A pensar…

A pensar…

Cuando el conejo de Alicia en el país de las maravillas aduce que no puede quedarse porque tiene prisa, porque tiene muchas cosas que hacer, inaugura la nueva dimensión temporal de la modernidad, de la posmodernidad. El tiempo es dinero y no se puede perder. Incluso entretener el tiempo cuesta dinero. No hacer nada y no pasarlo mal cuesta también dinero. Tiempo y dinero nacen de la mano como necesarios. 

La celeridad absoluta y gradual se convierte así en un elemento definitorio de nuestros días. La calidad de ciertos elementos e instrumentos pasa inevitablemente porque sean rápidos. Una computadora es buena si realiza funciones rápidamente. Un coche es más atractivo si por su potencia es muy rápido y rebasa a los demás carros. Un negocio de distribución fija un tiempo máximo de entrega y si no se autopenaliza por no cumplir. Jean Baudrillard lo estudió y dejó muy claro que la celeridad, no solo la rapidez, como una llanta de coche, se agota en sí misma y no se sabe si va para adelante o hacia atrás, si avanza o retrocede. No se puede discernir y tampoco importa.

A esta característica de la naturaleza de nuestros días, le podemos añadir la creciente complejidad. Varios autores han desarrollado esta noción. Quizá nadie como Edgar Morin. Somos más conscientes de que ya no es tan fácil definir la realidad, de que es más fácil describirla que resumirla, de que todo se relaciona entre sí y se explica de manera progresiva sin nunca alcanzar algo definitivo. La imagen que puede acercarse a ilustrar la complejidad es la del remolino que constantemente profundiza sin dejar de engullir mientras haya líquido. 

La complejidad nos lleva de manera insensible al relativismo. La celeridad y el cambio refuerzan la superficialidad en las apreciaciones. Es más fácil moverse en las opiniones y en las sensaciones, que en la lenta agonía por intentar comprender las cosas. Rapidez, celeridad, opinión, complejidad, percepción, como se ha mencionado someramente en la columna, no favorecen la reflexión, la lentitud, ni el pensar.

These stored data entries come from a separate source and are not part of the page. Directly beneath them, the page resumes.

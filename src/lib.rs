//! Incremental extract-clean-load pipeline for AEMET daily climatological
//! observations: station inventory, watermark-driven window planning, rate
//! limited downloads with retry, gap-aware imputation and chunked loading.

mod cleaning;
mod config;
mod error;
mod extraction;
mod load;
mod pipeline;
mod stations;
mod types;
mod utils;

pub use self::config::*;
pub use error::EtlError;
pub use pipeline::{EtlPipeline, RunSummary};

pub use stations::error::InventoryError;
pub use stations::inventory::fetch_inventory;

pub use extraction::api::{daily_endpoint, AemetClient, OpenDataApi, INVENTORY_ENDPOINT};
pub use extraction::downloader::{StationDownload, StationDownloader, EXTRACTION_TIMESTAMP_FORMAT};
pub use extraction::error::{ExtractionError, FetchError};
pub use extraction::orchestrator::{ExtractionOutcome, ExtractionSummary, Extractor};
pub use extraction::planner::{DateWindow, WindowPlan, WindowPlanner};
pub use extraction::raw_store::RawStore;
pub use extraction::retry::RetryPolicy;
pub use extraction::throttle::Throttle;

pub use cleaning::audit::{read_cleaned_csv, write_cleaned_csv};
pub use cleaning::coerce::{parse_date, parse_decimal, parse_timestamp, Rejection};
pub use cleaning::engine::{dedup_keep_last, Cleaner, CleaningReport};
pub use cleaning::error::CleaningError;
pub use cleaning::imputation::{fill_series, impute_station, median, missing_runs, DEFAULT_GAP_THRESHOLD};
pub use cleaning::regions::ProvinceMap;
pub use cleaning::thresholds::{enforce_temperature_order, Thresholds};

pub use load::error::LoadError;
pub use load::loader::Loader;
pub use load::session::StoreSession;

pub use types::cleaned::{CleanedRecord, CLEANED_COLUMNS};
pub use types::observation::{ObservationField, RawObservation, UnknownField, RAW_COLUMNS};
pub use types::province::{fold_label, province_by_code, Province, PROVINCES, PROVINCE_ALIASES};
pub use types::station::{parse_coordinate, Station};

Esto último es lo preocupante. Si se extiende por el mundo la inaprensibilidad de la realidad sumada a la desgana por enfrentarla, da como resultado una masa sin forma que se mueve aleatoriamente conforme las veleidades de la opinión golpean los oídos. Simplemente se repite, simplemente se reproduce, como la música, simplemente se dice que se piensa lo que se oye que se dice y que parece que por eso mismo está bien. Modas, modos, cambios, imposiciones políticamente correctas en la forma de entender las cosas y en el lenguaje, son olas que vienen y van y que arrasan con las voluntades. 

Quizá, en nuestros días, sea imprescindible asegurarse la oportunidad y la necesidad para pensar y para buscar razones de fondo. Para no convertirse en una partícula anónima que se mueve según lo que alguien desconocido, con intereses ocultos, dicta solamente queda el remedio de atreverse a pensar, que diría E. Kant, que plantearse desde un intento de objetividad hallar condiciones de la realidad y no tanto sensaciones de la singularidad. Es un reto difícil, pero al igual que en el siglo XVIII, la labor más complicada es la construcción de la propia persona. Esto se consigue, entre otros elementos, con la lucidez del pensamiento crítico.